Klimaschutz: Einer der großen CO₂-Emittenten, für den der Landkreis München allerdings nichts kann: das Heizkraftwerk Nord der Stadtwerke München in Unterföhring.

Einer der großen CO₂-Emittenten, für den der Landkreis München allerdings nichts kann: das Heizkraftwerk Nord der Stadtwerke München in Unterföhring.

(Foto: Alessandra Schellnegger)

Der Landkreis München steigt aus der Kompensation von Treibhausgasemissionen aus - künftig müssen die Gemeinden Projekte alleine finanzieren. Kritiker befürchten, dass damit der Klimaschutz "auf der Strecke bleibt".

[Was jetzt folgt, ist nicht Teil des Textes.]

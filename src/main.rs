//! Breadcrumb API Benchmark - Main CLI Application
//!
//! Registers a throwaway user, builds a deep directory chain, then times the
//! breadcrumb lookup of the deepest directory and prints first-call, average,
//! and p95 latency in milliseconds.

use breadcrumb_bench::{
    cli::Cli,
    error::Result,
    output::ReportFormatter,
    runner::BenchmarkRunner,
    PKG_NAME, VERSION,
};
use clap::Parser;
use std::process;

// The whole flow is sequential request/response; one thread is enough.
#[tokio::main(flavor = "current_thread")]
async fn main() {
    std::panic::set_hook(Box::new(|panic_info| {
        println!("Application panic: {}", panic_info);
        process::exit(1);
    }));

    let cli = Cli::parse();

    if let Err(message) = cli.validate() {
        println!("{}", message);
        process::exit(1);
    }

    let use_colors = cli.use_colors();
    if let Err(e) = run_application(cli).await {
        // Contract: failures print the message to stdout and exit 1.
        println!("{}", e.format_for_console(use_colors));
        process::exit(1);
    }
}

/// Main application logic
async fn run_application(cli: Cli) -> Result<()> {
    if cli.debug {
        println!("{} v{}", PKG_NAME, VERSION);
        println!("Debug mode enabled");
        println!();
    }

    let config = cli.into_config();

    if config.debug {
        println!("Configuration loaded successfully:");
        println!("  Base URL: {}", config.base_url);
        println!("  Depth: {}", config.depth);
        println!("  Repeats: {}", config.repeats);
        println!("  Timeout: {}s", config.timeout.as_secs());
        println!("  Color Output: {}", config.enable_color);
        println!();
    }

    let enable_color = config.enable_color;
    let verbose = config.verbose;

    let runner = BenchmarkRunner::new(config)?;
    let report = runner.run().await?;

    let formatter = ReportFormatter::new(enable_color);
    println!("{}", formatter.format_report(&report, verbose));

    Ok(())
}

Von Annette Jäger, Landkreis München

Vermeiden, reduzieren, ausgleichen - so lautet die vielfach empfohlene Vorgehensweise beim CO₂-Ausstoß: Was sich an Treibhausgasemissionen nicht vermeiden oder reduzieren lässt, sollte über Spenden in Klimaschutzprojekte ausgeglichen werden. Der Landkreis München folgt diesem Dreiklang seit 2019 und gleicht die selbst produzierten Treibhausgasemissionen aus - auch die der 29 Kommunen. Dafür hat der Landkreis bis 2022 rund zwei Millionen Euro aufgewendet, für das Jahr 2023 kommt noch eine weitere Million hinzu. Doch damit ist jetzt Schluss: Von 2024 an übernimmt der Landkreis den Ausgleich nicht mehr für die Kommunen, sie müssen dann selbst entscheiden, ob sie die Klimaspende leisten oder nicht. Auch die eigene Ausgleichszahlung von rund 700 000 Euro im kommenden Haushaltsjahr steht am Montag im Kreistag zur Diskussion.